Tuesday, September 30, 2014

U.S. Rules and Regulations Applicable to Outsourcing

U.S. Rules and Regulations Applicable to Outsourcing

Many functions within the relationship of a corporation and outsourcing firm fall directly or indirectly under the governance of U.S. laws. For example, several of the largest U.S. banks outsource their IT systems, data processing, financial research, data storage, or customer transactions to U.S. and foreign-based BPOs. In doing so, some of the rules and guidelines applicable to financial outsourcing include NASD NTM 05-48, The Federal Privacy Rule and the Safe Guards Rule of the Gramm-Leach-Bliley Act, and outsourcing rules defined by Federal Financial Examinations Council (FFIEC).

When U.S. public companies outsource accounts receivable, accounts payable, or fixed-asset accounting to a BPO, compliance with Sarbanes-Oxley is still required as compliance is non-delegable. By extension of the outsourcing relationship, both the public company and the BPO work within the governance and compliance of these regulatory requirements.  Also, when U.S. healthcare and insurance companies outsource medical records, claims processing, and patient billing information, patient information is protected under the parameters of the HIPAA Privacy Rule even if the patient information is maintained by an offshore BPO.

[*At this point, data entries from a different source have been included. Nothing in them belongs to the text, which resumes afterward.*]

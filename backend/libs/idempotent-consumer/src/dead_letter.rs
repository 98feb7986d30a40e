//! Quarantine path for poison messages

use async_trait::async_trait;
use chrono::Utc;
use rdkafka::message::{Header, OwnedHeaders};
use rdkafka::producer::{FutureProducer, FutureRecord};
use std::time::Duration;
use tracing::{error, info};

use crate::error::{IdempotencyError, IdempotencyResult};
use crate::message::Message;

/// Destination for messages that exhausted their retry budget
#[async_trait]
pub trait DeadLetterQueue: Send + Sync {
    async fn quarantine(&self, message: &Message, error: &str, attempts: u32) -> IdempotencyResult<()>;
}

/// Records quarantined messages in the log only
#[derive(Debug, Default, Clone)]
pub struct LoggingDeadLetterQueue;

#[async_trait]
impl DeadLetterQueue for LoggingDeadLetterQueue {
    async fn quarantine(&self, message: &Message, error: &str, attempts: u32) -> IdempotencyResult<()> {
        error!(
            key = %message.key,
            topic = %message.topic,
            partition = message.partition,
            offset = message.offset,
            attempts = attempts,
            payload_bytes = message.payload.len(),
            error = %error,
            "Message quarantined"
        );
        Ok(())
    }
}

/// Re-publishes quarantined messages to a dead-letter topic
///
/// The original key, payload and headers are kept so the message can be
/// replayed after the cause is fixed. Quarantine details travel as `x-dlq-*`
/// headers.
pub struct KafkaDeadLetterQueue {
    producer: FutureProducer,
    topic: String,
    delivery_timeout: Duration,
}

impl KafkaDeadLetterQueue {
    /// Create a new dead-letter publisher
    ///
    /// # Arguments
    ///
    /// * `producer` - Kafka producer (should have `enable.idempotence=true`)
    /// * `topic` - Dead-letter topic
    pub fn new(producer: FutureProducer, topic: impl Into<String>) -> Self {
        Self {
            producer,
            topic: topic.into(),
            delivery_timeout: Duration::from_secs(30),
        }
    }

    pub fn with_delivery_timeout(mut self, delivery_timeout: Duration) -> Self {
        self.delivery_timeout = delivery_timeout;
        self
    }

    pub fn topic(&self) -> &str {
        &self.topic
    }
}

/// Headers attached to a dead-lettered record, in publish order
pub(crate) fn dead_letter_headers(
    message: &Message,
    error: &str,
    attempts: u32,
) -> Vec<(String, String)> {
    let mut headers: Vec<(String, String)> = message
        .headers
        .iter()
        .map(|(k, v)| (k.clone(), v.clone()))
        .collect();
    headers.sort();

    headers.extend([
        ("x-dlq-key".to_string(), message.key.clone()),
        ("x-dlq-source-topic".to_string(), message.topic.clone()),
        ("x-dlq-source-partition".to_string(), message.partition.to_string()),
        ("x-dlq-source-offset".to_string(), message.offset.to_string()),
        ("x-dlq-error".to_string(), error.to_string()),
        ("x-dlq-attempts".to_string(), attempts.to_string()),
        ("x-dlq-quarantined-at".to_string(), Utc::now().to_rfc3339()),
    ]);
    headers
}

#[async_trait]
impl DeadLetterQueue for KafkaDeadLetterQueue {
    async fn quarantine(&self, message: &Message, error: &str, attempts: u32) -> IdempotencyResult<()> {
        let headers = dead_letter_headers(message, error, attempts);
        let kafka_headers = headers.iter().fold(OwnedHeaders::new(), |acc, (key, value)| {
            acc.insert(Header {
                key: key.as_str(),
                value: Some(value.as_bytes()),
            })
        });

        let record = FutureRecord::to(&self.topic)
            .key(&message.key)
            .payload(&message.payload)
            .headers(kafka_headers);

        self.producer
            .send(record, self.delivery_timeout)
            .await
            .map_err(|(err, _)| IdempotencyError::Kafka(err))?;

        info!(
            key = %message.key,
            source_topic = %message.topic,
            dlq_topic = %self.topic,
            attempts = attempts,
            "Message published to dead-letter topic"
        );

        Ok(())
    }
}

#[cfg(test)]
mod tests {
    use super::*;

    #[test]
    fn test_dead_letter_headers_keep_originals_and_add_context() {
        let message = Message::new("ORD-13", "trade.orders", 2, 99, b"{}".to_vec())
            .with_header("event_type", "trade.order.placed");

        let headers = dead_letter_headers(&message, "permanent processing error: bad side", 6);
        let lookup = |name: &str| {
            headers
                .iter()
                .find(|(k, _)| k == name)
                .map(|(_, v)| v.as_str())
        };

        assert_eq!(lookup("event_type"), Some("trade.order.placed"));
        assert_eq!(lookup("x-dlq-key"), Some("ORD-13"));
        assert_eq!(lookup("x-dlq-source-partition"), Some("2"));
        assert_eq!(lookup("x-dlq-source-offset"), Some("99"));
        assert_eq!(lookup("x-dlq-attempts"), Some("6"));
        assert!(lookup("x-dlq-error").unwrap().contains("bad side"));
    }

    #[tokio::test]
    async fn test_logging_queue_accepts_everything() {
        let message = Message::new("ORD-14", "trade.orders", 0, 0, Vec::new());
        LoggingDeadLetterQueue
            .quarantine(&message, "boom", 1)
            .await
            .unwrap();
    }
}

Rules of Legal Outsourcing (LPO)

Law firms and corporate legal departments typically employ some form of outsourcing within their functions. Services which are not typically considered the practice of law, i.e. document review, litigation support, eDiscovery, etc., are, technically, outsourcing relationships when they are performed by an outside party. The current rules applicable to legal outsourcing were defined by ABA Formal Opinion 08-451. The guidelines include the allowance of non-lawyers to perform certain types of legal work, provided non-lawyers are not engaged in the unauthorized practice of law and they are supervised by lawyers. When an eDiscovery provider is retained by a firm or in-house counsel, there are no restrictions on who may or may not perform culling, searching, and hosting of privileged documents. When paper documents are converted to electronic files by a litigation support company, confidentiality and security requirements exist for personnel handling the documents and the physical dwelling in which the documents are stored. When a non-lawyer in the U.S. or abroad is utilized to review documents for law firm retained by a client, there are no licensing requirements preventing the individual from doing so provided the non-lawyer, again, is working under the supervision of a lawyer. Overall, the combination of the Rules of Professional Conduct sworn to by counsel, counsel’s oversight of its legal outsourcing providers, and the compliance of ABA Opinion 08-451 by legal outsourcing providers appears to be cohesive and effective. Similar to U.S. privacy and confidentiality rules which extend to BPO practices, uniform standards and guidelines should continue to apply to legal outsourcing whether the work is performed in New York or New Delhi. Industry-wide compliance of confidentiality, security, prevention of conflicts, and avoiding the unauthorized practice of law will further substantiate the role of legal outsourcing and eliminate apprehension in its adoption as a standard practice for corporations and law firms. A Fortune 500 company or AmLaw 200 firm seeking to gain value through process improvements and cost reductions from legal outsourcing should be able to so; provided such work is done under their supervision and within the parameters of ABA Formal Opinion 08-451 or similar guidelines.